Wednesday, March 29, 2006

Thoughts while reading Bakhtin

In Bakhtin’s Problems of Dostoevsky’s Poetics, Bakhtin writes of how Dostoevsky invented the polyphonic novel, where several consciousnesses simultaneously coexist, even if their ideas are contradictory. Bakhtin argues that D does this is a dialogical manner, rather than bringing the ideas together under a monological development. He cites Kirpotin on what Bakhtin calls D’s “special ability to see precisely the soul of others” and what Kirpotin calls D’s “capacity to visualize directly someone else’s psyche.” Kirpotin says of D that "His world is the world of a multitude of objectively existing and interacting psychologies, and this excludes from his treatment of psychological processes the subjectivism and solipsism so characteristic of bourgeois decadence."

It might not be that hard for a writer to write a fairly narcissistic story about one individual's psychological struggles. The reason is that each writer is an individual, and every individual has experience with individual psychological struggles. A skilled and insightful human being like Dostoevsky has the ability to not write a solipsistic novel, but to examine different people, different psychological struggles. In The Brothers Karamozov he gets into the heads, I mean really, really gets into the heads, of Alyosha, Ivan, and Dmitri. Three different characters with different issues, and he presents not their narcissistic struggle, but their interactions with the world and with each other in facing these struggles.

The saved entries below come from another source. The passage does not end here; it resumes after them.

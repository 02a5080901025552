use chrono::{DateTime, Utc};
use serde::{Deserialize, Serialize};
use sha2::{Digest, Sha256};

/// Maps the risk service's opaque user hash back to a local account.
///
/// Upserted on every successful login so inbound events can be routed to
/// the affected user.
#[derive(Debug, Clone, Serialize, Deserialize)]
pub struct UserHashLink {
    pub user_hash: String,
    pub username: String,
    pub email: String,
    #[serde(with = "mongodb::bson::serde_helpers::chrono_datetime_as_bson_datetime")]
    pub created_utc: DateTime<Utc>,
}

impl UserHashLink {
    pub fn new(agent_id: &str, username: &str, email: &str) -> Self {
        Self {
            user_hash: user_hash(agent_id, username),
            username: username.to_string(),
            email: email.to_string(),
            created_utc: Utc::now(),
        }
    }
}

/// Deterministic correlator for a user: both sides can derive it from the
/// agent id and the username alone.
pub fn user_hash(agent_id: &str, username: &str) -> String {
    let input = format!("{}:{}", agent_id, username.to_lowercase());
    hex::encode(Sha256::digest(input.as_bytes()))
}

#[cfg(test)]
mod tests {
    use super::*;

    #[test]
    fn hash_is_stable_and_case_insensitive() {
        let a = user_hash("agent-1", "Alice");
        let b = user_hash("agent-1", "alice");
        assert_eq!(a, b);
        assert_eq!(a.len(), 64);
    }

    #[test]
    fn hash_differs_per_agent() {
        assert_ne!(user_hash("agent-1", "alice"), user_hash("agent-2", "alice"));
    }
}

Of course, a postmodern writer like John Fowles openly admits, within his novels, that he is incapable of penetrating the souls of his characters (see chapter 13 of The French Lieutenant’s Woman).

But I see a fair amount of good writers really writing these solipsistic stories of an individual (at the very least, narcissistic). Often they show real skill in the writing. But I'm not sure it shows a great deal of insight, since, as I said, any reflective individual knows of the solipsistic emotional, spiritual, intellectual, psychological struggle. A true genius penetrates outside of that and into others.

Bakhtin also notes that a dialogical, polyphonic novel exists over space rather than time. It contrasts to Hegelian evolution in that it does not monologically develop an idea, even dialectically—contradictory ideas exist in different consciousnesses without being resolved. Some modernists, I think, picked up on Dostoevsky’s dialogism and wrote what could be called polyphonic works of literature. In Faulkner’s works, for example, we see multiple voices, and multiple ideas, coexisting, and I don’t think Faulkner tries to resolve these voices monologically.

But I’m really simplifying Bakhtin here, and perhaps bastardizing him, and most surely making his ideas confusing, so perhaps you should just read Bakhtin’s Problems of Dostoevsky's Poetics, or at least the first chapter, “Dostoevsky’s Polyphonic Novel and Its Treatment in Critical Literature.”

Other works I’m thinking about in light of Bakhtin’s theories:

Roth’s Sabbath’s Theater
When reading this novel, I thought it suffered from a lack of an objective correlative; Sabbath’s inability to cope with loss was not matched with any loss in his life that is atypical of human existence. Another problem is the narcissism. The book doesn’t attempt to penetrate anything other than one man’s totally narcissistic problems. Perhaps this novel is the epitome of the anti-Dostoevskian novel.

Sartre’s The Age of Reason
On the one hand, this is a dialogical novel—it’s a book of ideas, and ideas are held by different consciousnesses, and they seem to coexist and interact. On the other hand, it’s a dialectically evolving monological novel. Sartre the existentialist guides the novel, and for the most part it conforms to his individual worldview. He doesn’t, as Dostoevsky, allow his ideas/consciousnesses to coexist without resolution; he uses these different ideas/consciousnesses to develop his monological ideas.